(Stored data entries)
--- --- ---
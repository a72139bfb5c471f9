//! devcat catalog server
//!
//! Serves a device or service catalog over HTTP and purges registrations
//! whose lease ran out. Optionally keeps itself registered in an upstream
//! catalog.
//!
//! Usage:
//!   devcat-server --port 8411 --kind device
//!   devcat-server --kind service --register-endpoint http://upstream:8411/dc

use anyhow::{Context, Result};
use clap::{Parser, ValueEnum};
use devcat_keepalive::{CatalogEndpoint, HttpClientFactory, KeepaliveController, KeepaliveHandle};
use devcat_server::{AppState, STATIC_LOCATION, build_router, spawn_expiry_sweeper};
use devcat_store::{RegistryStore, StoreConfig, ViewBuilder};
use devcat_types::{CatalogKind, DEFAULT_MAX_PER_PAGE, Entity, LinkedDataFormatter};
use std::path::PathBuf;
use std::sync::Arc;
use std::time::Duration;
use tokio_util::sync::CancellationToken;
use tracing::{info, warn};
use tracing_subscriber::{EnvFilter, FmtSubscriber};
use uuid::Uuid;

#[derive(Clone, Copy, Debug, ValueEnum)]
enum Kind {
    Device,
    Service,
}

impl From<Kind> for CatalogKind {
    fn from(kind: Kind) -> Self {
        match kind {
            Kind::Device => CatalogKind::Device,
            Kind::Service => CatalogKind::Service,
        }
    }
}

#[derive(Parser, Debug)]
#[command(name = "devcat-server")]
#[command(about = "devcat device/service catalog")]
struct Args {
    /// Address to bind the HTTP API to
    #[arg(long, default_value = "0.0.0.0")]
    bind: String,

    /// Port to listen on
    #[arg(short, long, default_value_t = 8411)]
    port: u16,

    /// Path prefix of the catalog API
    #[arg(long, default_value = "/dc")]
    api_location: String,

    /// Which catalog flavour to serve
    #[arg(long, value_enum, default_value_t = Kind::Device)]
    kind: Kind,

    /// Upper bound for per_page
    #[arg(long, default_value_t = DEFAULT_MAX_PER_PAGE)]
    max_per_page: usize,

    /// JSON-LD context URL advertised in collections
    #[arg(long)]
    context_url: Option<String>,

    /// Directory served under /static (JSON-LD contexts and the like)
    #[arg(long)]
    static_dir: Option<PathBuf>,

    /// Seconds between lease expiry sweeps
    #[arg(long, default_value_t = 1)]
    sweep_interval_secs: u64,

    /// Enable verbose debug logging
    #[arg(short, long)]
    verbose: bool,

    /// Upstream catalog to register this server in
    #[arg(long)]
    register_endpoint: Option<String>,

    /// Registration name in the upstream catalog
    #[arg(long, default_value = "DeviceCatalog")]
    register_name: String,

    /// Registration TTL in seconds
    #[arg(long, default_value_t = 120)]
    register_ttl: i64,
}

#[tokio::main]
async fn main() -> Result<()> {
    let args = Args::parse();
    let default_level = if args.verbose { "debug" } else { "info" };
    let filter =
        EnvFilter::try_from_default_env().unwrap_or_else(|_| EnvFilter::new(default_level));
    FmtSubscriber::builder()
        .with_env_filter(filter)
        .with_target(false)
        .compact()
        .init();

    let kind = CatalogKind::from(args.kind);
    info!("devcat {kind} catalog starting...");

    let store = Arc::new(RegistryStore::new(StoreConfig {
        max_per_page: args.max_per_page,
    }));
    let mut views = ViewBuilder::new(
        LinkedDataFormatter::new(args.api_location.as_str()),
        kind,
        args.max_per_page,
    );
    if let Some(context) = &args.context_url {
        views = views.with_context(context.as_str());
    }
    let mut state = AppState::new(store.clone(), views);
    if let Some(dir) = &args.static_dir {
        if !dir.is_dir() {
            warn!("Static directory {} does not exist", dir.display());
        }
        state = state.with_static_dir(dir.clone());
    }
    let state = Arc::new(state);
    let api = state.api_location().to_string();

    let addr = format!("{}:{}", args.bind, args.port);
    let listener = tokio::net::TcpListener::bind(&addr)
        .await
        .with_context(|| format!("Failed to bind {addr}"))?;

    let shutdown = CancellationToken::new();
    let sweeper = spawn_expiry_sweeper(
        store,
        Duration::from_secs(args.sweep_interval_secs),
        shutdown.child_token(),
    );
    let keepalive = match &args.register_endpoint {
        Some(endpoint) => Some(start_keepalive(&args, endpoint, &api, &shutdown)?),
        None => None,
    };

    println!("\n========================================");
    println!("  devcat Catalog Running");
    println!("========================================");
    println!("  Kind:      {kind}");
    println!("  Listening: {addr}");
    println!("  API:       {api}");
    if let Some(dir) = &args.static_dir {
        println!("  Static:    {} -> {}", STATIC_LOCATION, dir.display());
    }
    println!("========================================\n");

    let signal = shutdown.clone();
    tokio::spawn(async move {
        match tokio::signal::ctrl_c().await {
            Ok(()) => {
                info!("Shutting down...");
                signal.cancel();
            }
            Err(e) => warn!("Failed to listen for Ctrl-C: {e}"),
        }
    });

    axum::serve(listener, build_router(state))
        .with_graceful_shutdown(shutdown.clone().cancelled_owned())
        .await
        .context("HTTP server failed")?;

    shutdown.cancel();
    if let Some(handle) = keepalive {
        handle.shutdown().await;
    }
    if let Err(e) = sweeper.await {
        warn!("Expiry sweeper ended abnormally: {e}");
    }
    info!("devcat catalog stopped");
    Ok(())
}

/// Keeps this server registered in the upstream catalog at `endpoint`.
fn start_keepalive(
    args: &Args,
    endpoint: &str,
    api: &str,
    shutdown: &CancellationToken,
) -> Result<KeepaliveHandle> {
    let id = format!("{}/{}", Uuid::new_v4(), args.register_name);
    let entity = Entity::new(id, args.register_name.as_str(), args.register_ttl)
        .with_attribute("type", "catalog")
        .with_attribute("kind", CatalogKind::from(args.kind).entity_word())
        .with_attribute("url", format!("http://{}:{}{}", args.bind, args.port, api));
    let factory = HttpClientFactory::new().context("Failed to build registration client")?;

    info!("Registering {} in {endpoint}", entity.id);
    Ok(KeepaliveController::new(
        entity,
        CatalogEndpoint::Fixed(endpoint.to_string()),
        Arc::new(factory),
    )
    .with_shutdown(shutdown.child_token())
    .spawn())
}
//! Core type definitions for the devcat catalog.
//!
//! This crate defines the value types shared by the store, the HTTP API and
//! the keepalive client:
//! - [`Entity`] and [`Resource`]: a registered device/service and its
//!   sub-capabilities, with the identifier rules that bind them
//! - [`PageRequest`]: the clamped page window used by every paginated read
//! - [`LinkedDataFormatter`]: rewrites relative ids to absolute form and back
//! - [`CatalogError`]: the error taxonomy used across the workspace

mod entity;
mod error;
mod linked_data;
mod page;

pub use entity::{CatalogKind, Entity, RESERVED_ATTRIBUTES, Resource, split_entity_id};
pub use error::{CatalogError, CatalogResult};
pub use linked_data::LinkedDataFormatter;
pub use page::{DEFAULT_MAX_PER_PAGE, PageRequest, page_of_slice};

/// API version advertised in response content types.
pub const API_VERSION: &str = "0.2.1";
--- --- ---
Within the data above, pick out all lines holding the word "CancellationToken".

use tokio_util::sync::CancellationToken;
    let shutdown = CancellationToken::new();
    shutdown: &CancellationToken,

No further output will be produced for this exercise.